Je rappelle que, en 2013, un projet prévoyait la suppression de 47 sous-préfectures sur les 233 que compte notre pays. Dans mon département, il avait été question de la fermeture de la sous-préfecture de Rochefort, ce qui a valu quelques va-et-vient et un peu de rétropédalage.
Un département littoral comme la Charente-Maritime possède une direction départementale des territoires et de la mer. Aucune garantie ne nous est donnée quant à la préservation des services spécialisés dans les affaires maritimes. Que vont devenir ces services spécifiques de proximité ? Nous sommes tous d’accord pour considérer qu’une réorganisation de l’État, complémentaire de celle des très grandes régions, est impérative, mais elle ne doit pas mener à une aporie
– je reprends votre expression – de la représentation de l’État aboutissant à une dégradation du service public.
Monsieur le ministre, je vous serais reconnaissant de nous préciser le calendrier que vous entendez mettre en place pour maintenir des services de l’État efficaces et proches de nos concitoyens, car ceux-ci ne veulent pas « moins d’État », mais « mieux d’État ». Que répondez-vous à ceux qui craignent un renoncement à une véritable politique d’aménagement du territoire ?
Mme Cécile Untermaier. Depuis 2012, nous avons voté de grandes lois, avec le souci de mettre nos territoires en cohérence et de les rendre compétitifs, dans une économie qui ne peut échapper à la métropolisation et à la mondialisation. La loi NOTRe, que nos élus doivent porter avec ambition en s’interrogeant sur le périmètre des bassins de vie, fait l’objet actuellement de toutes les discussions.

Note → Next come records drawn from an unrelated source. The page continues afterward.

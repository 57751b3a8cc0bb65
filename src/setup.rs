//! Interactive setup wizard (`coach setup`)

use std::path::PathBuf;

use dialoguer::{Confirm, Input, Select};

use crate::config::DEFAULT_MODELS;
use crate::config::file::{
    self, CoachConfigFile, InterviewFileConfig, LlmFileConfig, VoiceFileConfig,
};

/// Run the interactive setup wizard
///
/// # Errors
///
/// Returns error if user input fails or config cannot be written
pub fn run_setup() -> anyhow::Result<()> {
    println!("Interview Coach Setup\n");

    let existing = file::load_config_file();
    let config_path = file::config_file_path()
        .unwrap_or_else(|| PathBuf::from("~/.config/interview-coach/config.toml"));

    if config_path.exists() {
        println!("Existing config found at {}\n", config_path.display());
    }

    // 1. Candidate name
    let candidate_name: String = Input::new()
        .with_prompt("Your name (used in the greeting)")
        .default(
            existing
                .interview
                .candidate_name
                .clone()
                .unwrap_or_else(|| "Candidate".to_string()),
        )
        .interact_text()?;

    // 2. LLM provider + API key
    let providers = ["Gemini", "OpenAI"];
    let default_provider = existing
        .llm
        .provider
        .as_deref()
        .and_then(|p| providers.iter().position(|&l| l.eq_ignore_ascii_case(p)))
        .unwrap_or(0);

    let provider_idx = Select::new()
        .with_prompt("Select an LLM provider")
        .items(&providers)
        .default(default_provider)
        .interact()?;
    let provider_name = providers[provider_idx].to_lowercase();

    let mut api_keys = existing.api_keys;
    let (env_hint, slot) = if provider_name == "gemini" {
        ("GEMINI_API_KEY", &mut api_keys.gemini)
    } else {
        ("OPENAI_API_KEY", &mut api_keys.openai)
    };
    prompt_key(&provider_name, env_hint, slot)?;

    // 3. Candidate chain
    let default_chain = existing.llm.models.clone().unwrap_or_else(|| {
        if provider_name == "gemini" {
            DEFAULT_MODELS.iter().map(ToString::to_string).collect()
        } else {
            vec!["gpt-4o-mini".to_string(), "gpt-4o".to_string()]
        }
    });

    let chain: String = Input::new()
        .with_prompt("Models to try, in order (comma separated)")
        .default(default_chain.join(", "))
        .interact_text()?;
    let models: Vec<String> = chain
        .split(',')
        .map(|m| m.trim().to_string())
        .filter(|m| !m.is_empty())
        .collect();

    // 4. Voice (optional)
    let enable_voice = Confirm::new()
        .with_prompt("Use microphone and speaker (STT/TTS)?")
        .default(existing.voice.enabled.unwrap_or(true))
        .interact()?;

    let voice = if enable_voice {
        if api_keys.openai.is_none() {
            let need_openai = Confirm::new()
                .with_prompt("Voice uses OpenAI Whisper/TTS. Add an OpenAI key?")
                .default(true)
                .interact()?;
            if need_openai {
                prompt_key("openai", "OPENAI_API_KEY", &mut api_keys.openai)?;
            }
        }

        VoiceFileConfig {
            enabled: Some(true),
            stt_model: Some(
                existing
                    .voice
                    .stt_model
                    .unwrap_or_else(|| "whisper-1".to_string()),
            ),
            tts_model: Some(existing.voice.tts_model.unwrap_or_else(|| "tts-1".to_string())),
            tts_voice: Some(existing.voice.tts_voice.unwrap_or_else(|| "alloy".to_string())),
            tts_speed: existing.voice.tts_speed.or(Some(1.0)),
            ..existing.voice
        }
    } else {
        VoiceFileConfig {
            enabled: Some(false),
            ..VoiceFileConfig::default()
        }
    };

    // 5. Build and write config
    let config_file = CoachConfigFile {
        data_dir: existing.data_dir,
        llm: LlmFileConfig {
            provider: Some(provider_name),
            models: Some(models),
            base_url: existing.llm.base_url,
        },
        voice,
        interview: InterviewFileConfig {
            candidate_name: Some(candidate_name),
            ..existing.interview
        },
        api_keys,
    };

    file::save_config_file(&config_path, &config_file)?;
    println!("\nConfig written to {}", config_path.display());
    println!("\nSetup complete! Run `coach new` to prepare an interview.");

    Ok(())
}

/// Ask for a key, keeping the current one on blank input
fn prompt_key(provider: &str, env_hint: &str, slot: &mut Option<String>) -> anyhow::Result<()> {
    let prompt = slot.as_deref().map_or_else(
        || format!("{provider} API key ({env_hint})"),
        |current| format!("{provider} API key (current: {}, leave blank to keep)", mask(current)),
    );

    let input: String = Input::new()
        .with_prompt(&prompt)
        .allow_empty(true)
        .interact_text()?;

    if !input.trim().is_empty() {
        *slot = Some(input.trim().to_string());
    }
    Ok(())
}

fn mask(key: &str) -> String {
    let chars: Vec<char> = key.chars().collect();
    if chars.len() > 8 {
        let head: String = chars[..4].iter().collect();
        let tail: String = chars[chars.len() - 4..].iter().collect();
        format!("{head}...{tail}")
    } else {
        "****".to_string()
    }
}

#[cfg(test)]
mod tests {
    use super::*;

    #[test]
    fn test_mask() {
        assert_eq!(mask("AIzaSyExampleKey1234"), "AIza...1234");
        assert_eq!(mask("short"), "****");
    }
}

Dans un tel contexte d’ambitieuses réformes, l’État a toute sa place. Je considère que la situation complexe que nous vivons requiert un État fort dans nos territoires. L’administration territoriale accompagne cette réorganisation ; elle change de visage. Les maisons de l’État – l’une d’entre elles est installée à Louhans dans ma circonscription – rassemblent des services de l’État jusque-là dispersés. Sont désormais réunis la direction départementale des territoires (DDT), l’inspection académique, l’Office national des forêts, aux côtés des services préfectoraux, et bientôt peut-être une maison des services publics regroupant la Mutualité sociale agricole, l’Union de recouvrement des cotisations de sécurité sociale et d’allocations familiales (URSSAF), transformant la sous-préfecture en un véritable centre administratif. Il faut plus que jamais, dans des structures qui prennent tout leur sens au service du territoire et pour dynamiser dans la proximité les politiques du Gouvernement, maintenir à leur tête un représentant de l’État. Sur ces deniers points, je souhaite connaître la force de l’engagement de l’État et les délais dans lesquels cette réorganisation doit être mise en place.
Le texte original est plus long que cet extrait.